Jobs in Education System

Letter from the Editor

EducationWorld July 2023 | Letter from the Editor Magazine

Dilip Thakore

A great mistake the Congress party made after independence was to abandon the sub-continent’s ancient tradition of free enterprise and free markets and take a sharp Left ideological turn under the influence of Jawaharlal Nehru, free India’s first prime minister. Nehruvian socialism resulted in politically free India becoming an economically enslaved nation. All business, industrial and education initiatives became subject to government supervision and permission — “everything was disallowed until it was allowed”.
Nehru’s legacy of socialism was continued by his daughter and four times prime minister (1966-84), Indira Gandhi. Inevitably, economic development suffered and for almost 40 years free India experienced an annual 3.5 percent rate of GDP growth – as against 7-10 percent in South-east Asia and China. This economic stagnation was unacceptable. In 1978, the very year when Deng Xiaoping firmly placed neighbouring communist China on the “capitalist road”, your editor was appointed founding-editor of Business India and later BusinessWorld to expose the folly of licence-permit-quota (LPQ) raj over business and industry. These pioneer publications prepared the ground for the belated liberalisation of the Indian economy in 1991 under the under-appreciated prime minister P.V. Narasimha Rao (see Book Review pg. 62).
After numerous adventures and twists and turns of fortune (to be detailed in my memoirs under halting preparation), with India remaining a laggard in the global race for socio-economic development, one came to the conclusion that the country’s rickety education system was at fault. Licence-permit-quota raj, which had enfeebled Indian business and industry, had migrated to the education sector.

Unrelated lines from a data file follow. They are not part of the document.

impl<'a> TextLineDetector<'a> {
    /// Create the stage.
    pub fn new(config: &'a Config) -> Self {
        Self { config }
    }

    /// Run text-line detection over the whole document.
    pub fn process(&self, doc: &mut Document) {
        for page_idx in 0..doc.pages.len() {
            let segment_ids = doc.pages[page_idx].segments.clone();
            for segment_id in segment_ids {
                self.process_segment(doc, segment_id);
            }
            self.compute_indent_hierarchy(doc, page_idx);
        }
    }

    fn process_segment(&self, doc: &mut Document, segment_id: SegmentId) {
        let words: Vec<WordId> = doc.segments[segment_id.0]
            .elements
            .iter()
            .filter_map(Element::as_word)
            .collect();
        if words.is_empty() {
            return;
        }

        // Cluster by rotation and rounded baseline-side coordinate. Parts
        // of stacked math symbols join the cluster of their base word.
        let mut clusters: IndexMap<u8, IndexMap<i64, Vec<WordId>>> = IndexMap::new();
        for &word_id in &words {
            let word = &doc.words[word_id.0];
            if word.part_of_stacked_math_symbol.is_some() {
                continue;
            }
            let rotation = word.pos.rotation.index();
            let lower_y_key = (math::round(word.pos.rot_lower_y(), 1) * 10.0).round() as i64;

            let bucket = clusters
                .entry(rotation)
                .or_default()
                .entry(lower_y_key)
                .or_default();
            bucket.push(word_id);
            for &part_id in &doc.words[word_id.0].base_of_stacked_math_symbol {
                bucket.push(part_id);
            }
        }

        for (rotation, buckets) in clusters {
            let mut lines: Vec<LineId> = Vec::new();
            for (_, cluster_words) in buckets {
                let line_id = self.create_line(doc, segment_id, cluster_words);
                lines.push(line_id);
            }
            if lines.is_empty() {
                continue;
            }

            // Sort into natural reading order: ascending rot-lower-y for
            // rotations 0 and 1, descending for 2 and 3.
            if Rotation::from_index(rotation).is_reading_ascending() {
                lines.sort_by(|a, b| {
                    doc.lines[a.0]
                        .pos
                        .rot_lower_y()
                        .total_cmp(&doc.lines[b.0].pos.rot_lower_y())
                });
            } else {
                lines.sort_by(|a, b| {
                    doc.lines[b.0]
                        .pos
                        .rot_lower_y()
                        .total_cmp(&doc.lines[a.0].pos.rot_lower_y())
                });
            }

            let merged = self.merge_lines(doc, lines);
            doc.segments[segment_id.0].lines.extend(merged);
        }

        // Ranks and neighbour links across the whole segment.
        let line_ids = doc.segments[segment_id.0].lines.clone();
        for (rank, &line_id) in line_ids.iter().enumerate() {
            let line = &mut doc.lines[line_id.0];
            line.rank = rank;
            line.prev_line = rank.checked_sub(1).map(|i| line_ids[i]);
            line.next_line = line_ids.get(rank + 1).copied();
        }

        self.compute_trim_box(doc, segment_id);
    }

    /// Merge vertically-overlapping lines in rounds until no round merges.
    fn merge_lines(&self, doc: &mut Document, mut lines: Vec<LineId>) -> Vec<LineId> {
        let mut round = 0;
        loop {
            round += 1;
            let mut merged = false;
            let mut result: Vec<LineId> = Vec::with_capacity(lines.len());

            for i in 0..lines.len() {
                let curr = lines[i];
                let prev = result.last().copied();
                let next = lines.get(i + 1).copied();

                let (prev_x_gap, prev_y_overlap) = match prev {
                    Some(prev) => (
                        horizontal_gap(&doc.lines[prev.0].pos, &doc.lines[curr.0].pos),
                        max_y_overlap_ratio(&doc.lines[prev.0].pos, &doc.lines[curr.0].pos),
                    ),
                    None => (0.0, 0.0),
                };
                let next_y_overlap = match next {
                    Some(next) => {
                        max_y_overlap_ratio(&doc.lines[curr.0].pos, &doc.lines[next.0].pos)
                    }
                    None => 0.0,
                };

                // Small horizontal distance relaxes the overlap threshold.
                let gap_breakpoint = 3.0 * doc.avg_char_width;
                let prev_threshold = if prev_x_gap < gap_breakpoint { 0.4 } else { 0.8 };

                if let Some(prev) = prev {
                    if math::larger(prev_y_overlap, next_y_overlap, 0.001)
                        && math::equal_or_larger(prev_y_overlap, prev_threshold, 0.001)
                    {
                        let extra = doc.lines[curr.0].words.clone();
                        doc.lines[prev.0].words.extend(extra);
                        self.compute_line_properties(doc, prev);
                        merged = true;
                        continue;
                    }
                }

                result.push(curr);
            }

            if !merged {
                debug!("line merging converged after {} round(s)", round);
                return result;
            }
            lines = result;
        }
    }

    fn create_line(&self, doc: &mut Document, segment_id: SegmentId, words: Vec<WordId>) -> LineId {
        let line_id = doc.push_line(TextLine {
            pos: Position::default(),
            base: 0.0,
            text: String::new(),
            words,
            rank: 0,
            font_name: String::new(),
            font_size: 0.0,
            max_font_size: 0.0,
            base_bbox_left_x: f64::MAX,
            base_bbox_upper_y: f64::MAX,
            base_bbox_right_x: f64::MIN,
            base_bbox_lower_y: f64::MIN,
            left_margin: 0.0,
            right_margin: 0.0,
            prev_line: None,
            next_line: None,
            prev_sibling_line: None,
            next_sibling_line: None,
            parent_line: None,
            segment: segment_id,
            block: None,
        });
        self.compute_line_properties(doc, line_id);
        line_id
    }

    /// Recompute a line's derived attributes from its words.
    fn compute_line_properties(&self, doc: &mut Document, line_id: LineId) {
        let word_ids = doc.lines[line_id.0].words.clone();
        if word_ids.is_empty() {
            return;
        }

        let first = &doc.words[word_ids[0].0];
        let page_num = first.pos.page_num;
        let rotation = first.pos.rotation;
        let writing_mode = first.pos.writing_mode;

        // Words in reading order: ascending rot-left-x for rotations 0 and
        // 1, descending otherwise.
        let mut sorted_words = word_ids;
        if rotation.is_reading_ascending() {
            sorted_words.sort_by(|a, b| {
                doc.words[a.0]
                    .pos
                    .rot_left_x()
                    .total_cmp(&doc.words[b.0].pos.rot_left_x())
            });
        } else {
            sorted_words.sort_by(|a, b| {
                doc.words[b.0]
                    .pos
                    .rot_left_x()
                    .total_cmp(&doc.words[a.0].pos.rot_left_x())
            });
        }

        let mut pos = Position {
            page_num,
            rotation,
            writing_mode,
            ..Position::default()
        };
        let mut text = String::new();
        let mut font_names = StringCounter::new();
        let mut font_sizes = DoubleCounter::new();
        let mut bases = DoubleCounter::new();
        let mut max_font_size = 0.0f64;

        for (i, &word_id) in sorted_words.iter().enumerate() {
            let word = &doc.words[word_id.0];
            pos.left_x = pos.left_x.min(word.pos.left_x.min(word.pos.right_x));
            pos.upper_y = pos.upper_y.min(word.pos.upper_y.min(word.pos.lower_y));
            pos.right_x = pos.right_x.max(word.pos.left_x.max(word.pos.right_x));
            pos.lower_y = pos.lower_y.max(word.pos.upper_y.max(word.pos.lower_y));

            // Font attributes come from the characters, not the words: a
            // word's font is the argmax over a possibly longer fragment.
            for &ch_id in &word.characters {
                let ch = &doc.chars[ch_id.0];
                font_names.add(&ch.font_name);
                font_sizes.add(ch.font_size);
                bases.add(ch.base);
                max_font_size = max_font_size.max(ch.font_size);
            }

            if i > 0 {
                text.push(' ');
            }
            text.push_str(&word.text);
        }

        for &word_id in &sorted_words {
            doc.words[word_id.0].line = Some(line_id);
        }

        let line = &mut doc.lines[line_id.0];
        // The base bounding box starts as the full box; sub/superscript
        // detection tightens it later.
        line.base_bbox_left_x = pos.left_x;
        line.base_bbox_upper_y = pos.upper_y;
        line.base_bbox_right_x = pos.right_x;
        line.base_bbox_lower_y = pos.lower_y;
        line.pos = pos;
        line.text = text;
        line.words = sorted_words;
        line.font_name = font_names.most_freq().unwrap_or_default().to_string();
        line.font_size = font_sizes.most_freq().unwrap_or(0.0);
        line.max_font_size = max_font_size;
        line.base = bases.most_freq().unwrap_or(0.0);
    }

    /// Walk the page's lines through a stack to derive the indentation
    /// hierarchy (parent / sibling links), resetting at large vertical
    /// jumps.
    fn compute_indent_hierarchy(&self, doc: &mut Document, page_idx: usize) {
        let avg_char_width = doc.avg_char_width;
        let reset_distance = 10.0f64.max(3.0 * doc.most_freq_line_distance);

        let line_ids: Vec<LineId> = doc.pages[page_idx]
            .segments
            .iter()
            .flat_map(|&segment_id| doc.segments[segment_id.0].lines.clone())
            .collect();

        let mut stack: Vec<LineId> = Vec::new();
        let mut prev: Option<LineId> = None;

        for &line_id in &line_ids {
            if let Some(prev_id) = prev {
                let line = &doc.lines[line_id.0];
                let prev_line = &doc.lines[prev_id.0];
                let distance = if line.pos.rotation.is_reading_ascending() {
                    line.pos.rot_upper_y() - prev_line.pos.rot_lower_y()
                } else {
                    prev_line.pos.rot_lower_y() - line.pos.rot_upper_y()
                };
                if math::larger(distance.abs(), reset_distance, 0.0) {
                    stack.clear();
                }
            }
            prev = Some(line_id);

            while let Some(&top) = stack.last() {
                if !math::larger(
                    doc.lines[top.0].pos.left_x,
                    doc.lines[line_id.0].pos.left_x,
                    avg_char_width,
                ) {
                    break;
                }
                stack.pop();
            }

            let top = match stack.last() {
                Some(&top) => top,
                None => {
                    stack.push(line_id);
                    continue;
                }
            };
            if doc.lines[top.0].pos.lower_y < doc.lines[line_id.0].pos.lower_y {
                if math::equal(
                    doc.lines[top.0].pos.left_x,
                    doc.lines[line_id.0].pos.left_x,
                    avg_char_width,
                ) {
                    let parent = doc.lines[top.0].parent_line;
                    doc.lines[top.0].next_sibling_line = Some(line_id);
                    doc.lines[line_id.0].prev_sibling_line = Some(top);
                    doc.lines[line_id.0].parent_line = parent;
                    stack.pop();
                    stack.push(line_id);
                } else if math::smaller(
                    doc.lines[top.0].pos.left_x,
                    doc.lines[line_id.0].pos.left_x,
                    avg_char_width,
                ) {
                    doc.lines[line_id.0].parent_line = Some(top);
                    stack.push(line_id);
                }
            }
        }
    }

    /// Tighten the segment's trim box: when enough lines share the same
    /// (rounded) right edge, that edge replaces the bounding-box right
    /// edge.
    fn compute_trim_box(&self, doc: &mut Document, segment_id: SegmentId) {
        let lines = &doc.segments[segment_id.0].lines;
        if lines.is_empty() {
            return;
        }

        let mut right_x_counter = DoubleCounter::new();
        for &line_id in lines {
            right_x_counter.add(math::round(
                doc.lines[line_id.0].pos.rot_right_x(),
                self.config.trim_box_coords_prec,
            ));
        }

        if let Some((most_freq_right_x, count)) = right_x_counter.most_freq_and_count() {
            let ratio = count as f64 / lines.len() as f64;
            if math::equal_or_larger(ratio, self.config.min_perc_lines_same_right_x, 0.0) {
                doc.segments[segment_id.0].trim_right_x = most_freq_right_x;
            }
        }
    }
}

Therefore for the past 23 years, EducationWorld has been in the vanguard of reforming the country’s education system from preschool to Ph D.
And one of our top priorities is to end LPQ raj in education. Although we have moved the needle of public policy on several issues in education — ECCE (early childhood care and education), skilling, and a larger role for private higher education — on this issue we have had little success as highlighted by the authors of a research study who have written the cover story of this issue.
The obstinate endurance of LPQ in K-12 education has had serious repercussions on the system and is a major speed-breaker on the way to India transforming into a $30 trillion (from $3.75 trillion currently) economy by 2047, when the country will celebrate its centenary year of freedom. Therefore all right-thinking people should read our informative cover story and speak up for ending LPQ raj in K-12 education. The role of education ministries at the Centre and in the states is to upgrade the country’s 1.2 million government schools, not to over-regulate private schools which are essentially a matter of voluntary contract between parents/students and institutional managements.
And in our unprecedented special report feature, we highlight the upskilling panic which is spreading through all sectors of the economy. Perhaps a beneficial development.